What did we have?
We use Chef for infrastructure management at Safari Books Online. We have a Production Chef (ChefProd) server that performs standard tasks such as putting users on machines and setting up monitoring. Chef cookbooks also perform specific tasks such as setting up web, database, and application servers. In addition to the Production Chef environment, we also have Chef Development (ChefDev) environment used for testing Chef cookbooks.
We run a Gitlab server for version control. Gitlab is the open source project for self hosted git management. It is a git server and web UI written in Ruby on Rails and it works great.
What did we want?
- Goal #1: No knifing in anything to production manually.
- This was for fat finger errors as well as a lack of version control backup.
- Goal #2: Everything in Chef was in version control.
- Goal #3: To have our entire Chef ecosystem within a testing framework.
How we did it.
We built a Jenkins VM (provisioning users and monitoring through Chef) for our CI (Continuous Integration) testing server. Jenkins is a great tool for testing out software.
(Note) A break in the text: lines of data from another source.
use actix_web::{web, HttpResponse};
use sqlx::PgPool;

use super::dashboard_models::{
    completion_rate, DashboardStats, PriorityBreakdown, RecentTasksQuery, StatusBreakdown,
    UpcomingQuery,
};
use crate::auth::AuthUser;
use crate::error::AppError;
use crate::models::task::{TaskListItem, TaskPriority, TaskStatus};
use crate::response;

// $1 = caller id, $2 = caller is admin
const ACCESSIBLE: &str = "($2 OR p.owner_id = $1 OR EXISTS (SELECT 1 FROM project_members pm WHERE pm.project_id = p.id AND pm.user_id = $1))";

const TASKS_FROM: &str = "FROM tasks t JOIN projects p ON p.id = t.project_id";

async fn count(pool: &PgPool, sql: String, auth: &AuthUser) -> Result<i64, AppError> {
    let total = sqlx::query_scalar::<_, i64>(&sql)
        .bind(auth.id)
        .bind(auth.is_admin())
        .fetch_one(pool)
        .await?;
    Ok(total)
}

async fn status_rows(pool: &PgPool, auth: &AuthUser) -> Result<Vec<(TaskStatus, i64)>, AppError> {
    let sql = format!("SELECT t.status, COUNT(*) {} WHERE {} GROUP BY t.status", TASKS_FROM, ACCESSIBLE);
    let rows = sqlx::query_as::<_, (TaskStatus, i64)>(&sql)
        .bind(auth.id)
        .bind(auth.is_admin())
        .fetch_all(pool)
        .await?;
    Ok(rows)
}

async fn priority_rows(pool: &PgPool, auth: &AuthUser) -> Result<Vec<(TaskPriority, i64)>, AppError> {
    let sql = format!("SELECT t.priority, COUNT(*) {} WHERE {} GROUP BY t.priority", TASKS_FROM, ACCESSIBLE);
    let rows = sqlx::query_as::<_, (TaskPriority, i64)>(&sql)
        .bind(auth.id)
        .bind(auth.is_admin())
        .fetch_all(pool)
        .await?;
    Ok(rows)
}

async fn unread_notifications(pool: &PgPool, user_id: i32) -> Result<i64, AppError> {
    let unread = sqlx::query_scalar::<_, i64>(
        "SELECT COUNT(*) FROM notifications WHERE user_id = $1 AND is_read = FALSE",
    )
    .bind(user_id)
    .fetch_one(pool)
    .await?;
    Ok(unread)
}

/// All counts are issued concurrently.
pub async fn get_stats(
    pool: web::Data<PgPool>,
    auth: AuthUser,
) -> Result<HttpResponse, AppError> {
    let pool = pool.get_ref();

    let (total_projects, status, priority, overdue_tasks, my_open_tasks, completed_this_week, unread) = tokio::try_join!(
        count(pool, format!("SELECT COUNT(*) FROM projects p WHERE {}", ACCESSIBLE), &auth),
        status_rows(pool, &auth),
        priority_rows(pool, &auth),
        count(
            pool,
            format!(
                "SELECT COUNT(*) {} WHERE {} AND t.due_date < NOW() AND t.status <> 'DONE'",
                TASKS_FROM, ACCESSIBLE
            ),
            &auth,
        ),
        count(
            pool,
            format!(
                "SELECT COUNT(*) {} WHERE {} AND t.assignee_id = $1 AND t.status <> 'DONE'",
                TASKS_FROM, ACCESSIBLE
            ),
            &auth,
        ),
        count(
            pool,
            format!(
                "SELECT COUNT(*) {} WHERE {} AND t.status = 'DONE' AND t.updated_at >= NOW() - INTERVAL '7 days'",
                TASKS_FROM, ACCESSIBLE
            ),
            &auth,
        ),
        unread_notifications(pool, auth.id),
    )?;

    let tasks_by_status = StatusBreakdown::from_rows(&status);
    let total_tasks = tasks_by_status.total();
    let stats = DashboardStats {
        total_projects,
        total_tasks,
        completion_rate: completion_rate(tasks_by_status.done, total_tasks),
        tasks_by_status,
        tasks_by_priority: PriorityBreakdown::from_rows(&priority),
        overdue_tasks,
        my_open_tasks,
        completed_this_week,
        unread_notifications: unread,
    };

    Ok(response::ok("Dashboard statistics retrieved", stats))
}

pub async fn recent_tasks(
    pool: web::Data<PgPool>,
    auth: AuthUser,
    query: web::Query<RecentTasksQuery>,
) -> Result<HttpResponse, AppError> {
    let sql = format!(
        "SELECT t.*, p.name AS project_name, a.username AS assignee_username
         {} LEFT JOIN users a ON a.id = t.assignee_id
         WHERE {}
         ORDER BY t.updated_at DESC
         LIMIT $3",
        TASKS_FROM, ACCESSIBLE
    );
    let tasks = sqlx::query_as::<_, TaskListItem>(&sql)
        .bind(auth.id)
        .bind(auth.is_admin())
        .bind(query.limit())
        .fetch_all(pool.get_ref())
        .await?;

    Ok(response::ok("Recent tasks retrieved", tasks))
}

pub async fn upcoming_deadlines(
    pool: web::Data<PgPool>,
    auth: AuthUser,
    query: web::Query<UpcomingQuery>,
) -> Result<HttpResponse, AppError> {
    let tasks = sqlx::query_as::<_, TaskListItem>(
        "SELECT t.*, p.name AS project_name, a.username AS assignee_username
         FROM tasks t
         JOIN projects p ON p.id = t.project_id
         LEFT JOIN users a ON a.id = t.assignee_id
         WHERE t.assignee_id = $1
           AND t.status <> 'DONE'
           AND t.due_date >= NOW()
           AND t.due_date <= NOW() + make_interval(days => $2)
         ORDER BY t.due_date ASC",
    )
    .bind(auth.id)
    .bind(query.days() as i32)
    .fetch_all(pool.get_ref())
    .await?;

    Ok(response::ok("Upcoming deadlines retrieved", tasks))
}
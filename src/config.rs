use std::env;
use std::fmt::Display;
use std::ops::RangeInclusive;
use std::str::FromStr;

use thiserror::Error;

#[derive(Debug, Error, PartialEq)]
pub enum ConfigError {
    #[error("{0} must be set")]
    Missing(&'static str),

    #[error("{key} has an invalid value: {value}")]
    Invalid { key: &'static str, value: String },
}

pub const MAX_ACCESS_TTL_MINUTES: i64 = 24 * 60;
pub const MAX_REFRESH_TTL_DAYS: i64 = 365;

/// Runtime settings, read from the environment (and `.env` via dotenv).
#[derive(Debug, Clone)]
pub struct Config {
    pub database_url: String,
    pub database_max_connections: u32,
    pub server_address: String,
    pub jwt_secret: String,
    pub access_ttl_minutes: i64,
    pub refresh_ttl_days: i64,
    pub bcrypt_cost: u32,
}

impl Config {
    pub fn from_env() -> Result<Self, ConfigError> {
        Self::from_lookup(|key| env::var(key).ok())
    }

    pub fn from_lookup<F>(lookup: F) -> Result<Self, ConfigError>
    where
        F: Fn(&str) -> Option<String>,
    {
        let required = |key: &'static str| lookup(key).ok_or(ConfigError::Missing(key));

        Ok(Config {
            database_url: required("DATABASE_URL")?,
            database_max_connections: parse_or(&lookup, "DATABASE_MAX_CONNECTIONS", 5)?,
            server_address: lookup("SERVER_ADDRESS").unwrap_or_else(|| "0.0.0.0:8080".to_string()),
            jwt_secret: required("JWT_SECRET")?,
            access_ttl_minutes: parse_in(&lookup, "JWT_ACCESS_TTL_MINUTES", 15, 1..=MAX_ACCESS_TTL_MINUTES)?,
            refresh_ttl_days: parse_in(&lookup, "JWT_REFRESH_TTL_DAYS", 7, 1..=MAX_REFRESH_TTL_DAYS)?,
            bcrypt_cost: parse_in(&lookup, "BCRYPT_COST", bcrypt::DEFAULT_COST, 4..=31)?,
        })
    }
}

fn parse_or<F, T>(lookup: &F, key: &'static str, default: T) -> Result<T, ConfigError>
where
    F: Fn(&str) -> Option<String>,
    T: FromStr,
{
    match lookup(key) {
        Some(value) => value
            .trim()
            .parse()
            .map_err(|_| ConfigError::Invalid { key, value }),
        None => Ok(default),
    }
}

fn parse_in<F, T>(
    lookup: &F,
    key: &'static str,
    default: T,
    range: RangeInclusive<T>,
) -> Result<T, ConfigError>
where
    F: Fn(&str) -> Option<String>,
    T: FromStr + PartialOrd + Display,
{
    let value = parse_or(lookup, key, default)?;
    if range.contains(&value) {
        Ok(value)
    } else {
        Err(ConfigError::Invalid {
            key,
            value: value.to_string(),
        })
    }
}

#[cfg(test)]
mod tests {
    use super::*;
    use std::collections::HashMap;

    fn lookup_from(pairs: &[(&str, &str)]) -> impl Fn(&str) -> Option<String> {
        let map: HashMap<String, String> = pairs
            .iter()
            .map(|(k, v)| (k.to_string(), v.to_string()))
            .collect();
        move |key| map.get(key).cloned()
    }

    #[test]
    fn defaults_apply_when_optional_keys_are_absent() {
        let config = Config::from_lookup(lookup_from(&[
            ("DATABASE_URL", "postgres://localhost/cybertask"),
            ("JWT_SECRET", "secret"),
        ]))
        .unwrap();

        assert_eq!(config.server_address, "0.0.0.0:8080");
        assert_eq!(config.database_max_connections, 5);
        assert_eq!(config.access_ttl_minutes, 15);
        assert_eq!(config.refresh_ttl_days, 7);
        assert_eq!(config.bcrypt_cost, bcrypt::DEFAULT_COST);
    }

    #[test]
    fn missing_secret_is_reported() {
        let err = Config::from_lookup(lookup_from(&[("DATABASE_URL", "postgres://x")])).unwrap_err();
        assert_eq!(err, ConfigError::Missing("JWT_SECRET"));
    }

    #[test]
    fn unparsable_number_is_rejected() {
        let err = Config::from_lookup(lookup_from(&[
            ("DATABASE_URL", "postgres://x"),
            ("JWT_SECRET", "s"),
            ("JWT_ACCESS_TTL_MINUTES", "soon"),
        ]))
        .unwrap_err();

        assert_eq!(
            err,
            ConfigError::Invalid {
                key: "JWT_ACCESS_TTL_MINUTES",
                value: "soon".to_string()
            }
        );
    }

    #[test]
    fn token_lifetimes_must_stay_in_range() {
        for (key, value) in [
            ("JWT_ACCESS_TTL_MINUTES", "0"),
            ("JWT_ACCESS_TTL_MINUTES", "9223372036854775807"),
            ("JWT_REFRESH_TTL_DAYS", "-1"),
            ("JWT_REFRESH_TTL_DAYS", "100000000000000"),
        ] {
            let err = Config::from_lookup(lookup_from(&[
                ("DATABASE_URL", "postgres://x"),
                ("JWT_SECRET", "s"),
                (key, value),
            ]))
            .unwrap_err();
            assert_eq!(
                err,
                ConfigError::Invalid {
                    key,
                    value: value.to_string()
                }
            );
        }
    }

    #[test]
    fn bcrypt_cost_outside_supported_range_is_rejected() {
        let err = Config::from_lookup(lookup_from(&[
            ("DATABASE_URL", "postgres://x"),
            ("JWT_SECRET", "s"),
            ("BCRYPT_COST", "2"),
        ]))
        .unwrap_err();
        assert!(matches!(err, ConfigError::Invalid { key: "BCRYPT_COST", .. }));
    }
}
Each Chef cookbook is stored in version control with Gitlab. For each git cookbook repository, we made an identical Jenkins job. This Jenkins job would run all the tests on the cookbook on one of its nodes, searching for bugs. We added a git hook on merge to master for each cookbook. This means every time one of us git committed and merged to master, Jenkins (who was always listening for the Gitlab hook) would fire off the cookbook test.
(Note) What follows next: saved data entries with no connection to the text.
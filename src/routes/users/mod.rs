pub mod users_handlers;
pub mod users_models;
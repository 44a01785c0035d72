pub mod projects_handlers;
pub mod projects_models;
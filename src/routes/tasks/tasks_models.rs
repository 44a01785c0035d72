use chrono::{DateTime, Utc};
use serde::{Deserialize, Serialize};

use crate::error::AppError;
use crate::models::task::{Task, TaskPriority, TaskRef, TaskStatus};
use crate::models::user::UserSummary;
use crate::response::Page;
use crate::validation::{double_option, Validate, Validator};

#[derive(Debug, Clone, Copy, PartialEq, Eq, Deserialize, Default)]
#[serde(rename_all = "camelCase")]
pub enum TaskSort {
    #[default]
    CreatedAt,
    DueDate,
    Priority,
    Position,
    Title,
}

impl TaskSort {
    pub fn column(self) -> &'static str {
        match self {
            TaskSort::CreatedAt => "t.created_at",
            TaskSort::DueDate => "t.due_date",
            TaskSort::Priority => "t.priority",
            TaskSort::Position => "t.position",
            TaskSort::Title => "t.title",
        }
    }
}

#[derive(Debug, Clone, Copy, PartialEq, Eq, Deserialize, Default)]
#[serde(rename_all = "lowercase")]
pub enum SortOrder {
    Asc,
    #[default]
    Desc,
}

impl SortOrder {
    pub fn sql(self) -> &'static str {
        match self {
            SortOrder::Asc => "ASC",
            SortOrder::Desc => "DESC",
        }
    }
}

#[derive(Deserialize)]
#[serde(rename_all = "camelCase")]
pub struct TaskListQuery {
    pub page: Option<i64>,
    pub limit: Option<i64>,
    pub project_id: Option<i32>,
    pub status: Option<TaskStatus>,
    pub priority: Option<TaskPriority>,
    pub assignee_id: Option<i32>,
    pub search: Option<String>,
    pub sort_by: Option<TaskSort>,
    pub sort_order: Option<SortOrder>,
}

impl TaskListQuery {
    pub fn page(&self) -> Page {
        Page::new(self.page, self.limit)
    }

    /// `ORDER BY` clause built only from whitelisted columns; ties break on id.
    pub fn order_by(&self) -> String {
        let sort = self.sort_by.unwrap_or_default();
        let order = self.sort_order.unwrap_or_default();
        format!(" ORDER BY {} {} NULLS LAST, t.id {}", sort.column(), order.sql(), order.sql())
    }
}

#[derive(Deserialize)]
#[serde(rename_all = "camelCase")]
pub struct CreateTaskRequest {
    pub title: String,
    pub description: Option<String>,
    pub status: Option<TaskStatus>,
    pub priority: Option<TaskPriority>,
    pub project_id: i32,
    pub assignee_id: Option<i32>,
    pub due_date: Option<DateTime<Utc>>,
}

impl Validate for CreateTaskRequest {
    fn validate(&self) -> Result<(), AppError> {
        Validator::new()
            .text("title", &self.title, 1, 200)
            .optional_text("description", self.description.as_deref(), 0, 5000)
            .positive("projectId", self.project_id)
            .finish()
    }
}

#[derive(Deserialize)]
#[serde(rename_all = "camelCase")]
pub struct UpdateTaskRequest {
    pub title: Option<String>,
    #[serde(default, deserialize_with = "double_option")]
    pub description: Option<Option<String>>,
    pub status: Option<TaskStatus>,
    pub priority: Option<TaskPriority>,
    #[serde(default, deserialize_with = "double_option")]
    pub assignee_id: Option<Option<i32>>,
    #[serde(default, deserialize_with = "double_option")]
    pub due_date: Option<Option<DateTime<Utc>>>,
    pub position: Option<i32>,
}

impl Validate for UpdateTaskRequest {
    fn validate(&self) -> Result<(), AppError> {
        Validator::new()
            .optional_text("title", self.title.as_deref(), 1, 200)
            .optional_text(
                "description",
                self.description.as_ref().and_then(|d| d.as_deref()),
                0,
                5000,
            )
            .check(
                self.position.map_or(true, |p| p >= 0),
                "position",
                "Position must not be negative",
            )
            .finish()
    }
}

impl UpdateTaskRequest {
    /// The assignee the update sets, if it sets one.
    pub fn new_assignee(&self) -> Option<i32> {
        self.assignee_id.flatten()
    }

    pub fn apply(self, mut task: Task) -> Task {
        if let Some(title) = self.title {
            task.title = title.trim().to_string();
        }
        if let Some(description) = self.description {
            task.description = description;
        }
        if let Some(status) = self.status {
            task.status = status;
        }
        if let Some(priority) = self.priority {
            task.priority = priority;
        }
        if let Some(assignee_id) = self.assignee_id {
            task.assignee_id = assignee_id;
        }
        if let Some(due_date) = self.due_date {
            task.due_date = due_date;
        }
        if let Some(position) = self.position {
            task.position = position;
        }
        task
    }
}

/// Kanban move: change column and optionally the slot within it.
#[derive(Deserialize)]
pub struct MoveTaskRequest {
    pub status: TaskStatus,
    pub position: Option<i32>,
}

impl Validate for MoveTaskRequest {
    fn validate(&self) -> Result<(), AppError> {
        Validator::new()
            .check(
                self.position.map_or(true, |p| p >= 0),
                "position",
                "Position must not be negative",
            )
            .finish()
    }
}

#[derive(Deserialize)]
#[serde(rename_all = "camelCase")]
pub struct AddDependencyRequest {
    pub depends_on_id: i32,
}

impl Validate for AddDependencyRequest {
    fn validate(&self) -> Result<(), AppError> {
        Validator::new()
            .positive("dependsOnId", self.depends_on_id)
            .finish()
    }
}

#[derive(Deserialize)]
pub struct CommentRequest {
    pub content: String,
}

impl Validate for CommentRequest {
    fn validate(&self) -> Result<(), AppError> {
        Validator::new()
            .text("content", &self.content, 1, 2000)
            .finish()
    }
}

#[derive(Serialize)]
#[serde(rename_all = "camelCase")]
pub struct TaskDetail {
    #[serde(flatten)]
    pub task: Task,
    pub assignee: Option<UserSummary>,
    pub creator: UserSummary,
    pub comment_count: i64,
    pub dependencies: Vec<TaskRef>,
    pub dependents: Vec<TaskRef>,
}

#[derive(Serialize)]
pub struct DependencyList {
    pub dependencies: Vec<TaskRef>,
    pub dependents: Vec<TaskRef>,
}

#[derive(Serialize)]
#[serde(rename_all = "camelCase")]
pub struct DeletedTask {
    pub id: i32,
    pub project_id: i32,
}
All this happened in the Chef Development (ChefDev) environment and we wanted to accomplish Goal #1, which was put tested code into production without using knife. We needed a way to push changes to production, the simpler, the better. We arrived at having a trigger file, i.e. a file that would send the signal that we wanted to push to production. If and only if this trigger file was git committed and merged to master, Jenkins would deploy to production. We decided to use a CHANGELOG file (with the added bonus of frictionless deploy comments) but any file would suffice.
With this system, we could test out cookbooks on the ChefDev environment, and have Jenkins knife them into production at will. All code was in version control and tested. This fulfilled Goal #1, Goal #2, and Goal #3.
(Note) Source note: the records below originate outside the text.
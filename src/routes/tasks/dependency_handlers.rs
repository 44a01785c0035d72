use actix_web::{web, HttpResponse};
use log::info;
use sqlx::PgPool;

use super::tasks_handlers::{task_refs, DEPENDENCIES_SQL, DEPENDENTS_SQL};
use super::tasks_models::{AddDependencyRequest, DependencyList};
use crate::access;
use crate::auth::AuthUser;
use crate::error::AppError;
use crate::graph::DependencyGraph;
use crate::models::task_dependency::TaskDependency;
use crate::response;
use crate::validation::ValidJson;

pub async fn list_dependencies(
    pool: web::Data<PgPool>,
    auth: AuthUser,
    path: web::Path<i32>,
) -> Result<HttpResponse, AppError> {
    let (task, _) = access::load_task_with_access(pool.get_ref(), path.into_inner(), &auth).await?;

    let dependencies = task_refs(pool.get_ref(), DEPENDENCIES_SQL, task.id).await?;
    let dependents = task_refs(pool.get_ref(), DEPENDENTS_SQL, task.id).await?;

    Ok(response::ok(
        "Dependencies retrieved",
        DependencyList {
            dependencies,
            dependents,
        },
    ))
}

/// Adds `task -> depends_on`. The project's graph is loaded and checked under a
/// transaction-scoped advisory lock keyed by project id, so two concurrent
/// inserts cannot both pass the cycle check.
pub async fn add_dependency(
    pool: web::Data<PgPool>,
    auth: AuthUser,
    path: web::Path<i32>,
    request: ValidJson<AddDependencyRequest>,
) -> Result<HttpResponse, AppError> {
    let depends_on_id = request.into_inner().depends_on_id;
    let (task, _) = access::load_task_with_access(pool.get_ref(), path.into_inner(), &auth).await?;

    if task.id == depends_on_id {
        return Err(AppError::bad_request(
            "SELF_DEPENDENCY",
            "A task cannot depend on itself",
        ));
    }

    let blocker = access::load_task(pool.get_ref(), depends_on_id).await?;
    if blocker.project_id != task.project_id {
        return Err(AppError::bad_request(
            "CROSS_PROJECT_DEPENDENCY",
            "Dependencies must stay within one project",
        ));
    }

    let mut tx = pool.begin().await?;
    access::lock_project(&mut tx, task.project_id).await?;

    let edges: Vec<(i32, i32)> = sqlx::query_as(
        "SELECT d.task_id, d.depends_on_id
         FROM task_dependencies d
         JOIN tasks t ON t.id = d.task_id
         WHERE t.project_id = $1",
    )
    .bind(task.project_id)
    .fetch_all(&mut *tx)
    .await?;
    let graph = DependencyGraph::from_edges(edges);

    if graph.has_edge(task.id, depends_on_id) {
        return Err(AppError::conflict(
            "DUPLICATE_DEPENDENCY",
            "This dependency already exists",
        ));
    }
    if graph.would_create_cycle(task.id, depends_on_id) {
        info!(
            "Rejected dependency {} -> {}: would create a cycle",
            task.id, depends_on_id
        );
        return Err(AppError::bad_request(
            "CIRCULAR_DEPENDENCY",
            "Adding this dependency would create a circular dependency",
        ));
    }

    let dependency = sqlx::query_as::<_, TaskDependency>(
        "INSERT INTO task_dependencies (task_id, depends_on_id) VALUES ($1, $2) RETURNING *",
    )
    .bind(task.id)
    .bind(depends_on_id)
    .fetch_one(&mut *tx)
    .await?;
    tx.commit().await?;

    info!("Task {} now depends on task {}", task.id, depends_on_id);
    Ok(response::created("Dependency added", dependency))
}

pub async fn remove_dependency(
    pool: web::Data<PgPool>,
    auth: AuthUser,
    path: web::Path<(i32, i32)>,
) -> Result<HttpResponse, AppError> {
    let (task_id, depends_on_id) = path.into_inner();
    let (task, _) = access::load_task_with_access(pool.get_ref(), task_id, &auth).await?;

    let result = sqlx::query("DELETE FROM task_dependencies WHERE task_id = $1 AND depends_on_id = $2")
        .bind(task.id)
        .bind(depends_on_id)
        .execute(pool.get_ref())
        .await?;

    if result.rows_affected() == 0 {
        return Err(AppError::not_found("Dependency not found"));
    }

    info!("Task {} no longer depends on task {}", task.id, depends_on_id);
    Ok(response::message("Dependency removed"))
}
Vagrant makes development better. We use the above workflow and leverage Vagrant VMs for local testing before this entire process. With new cookbook development, it’s nice to be able to move quickly into writing tests and software. This is where Vagrant shines! We made special Vagrant VMs that mimic our production environment. DevOps can test new cookbooks locally before creating Jenkins jobs and Gitlab hooks. Existing cookbooks can be tested locally before the Jenkins tests, so you can develop and iterate quickly when starting out on a new feature.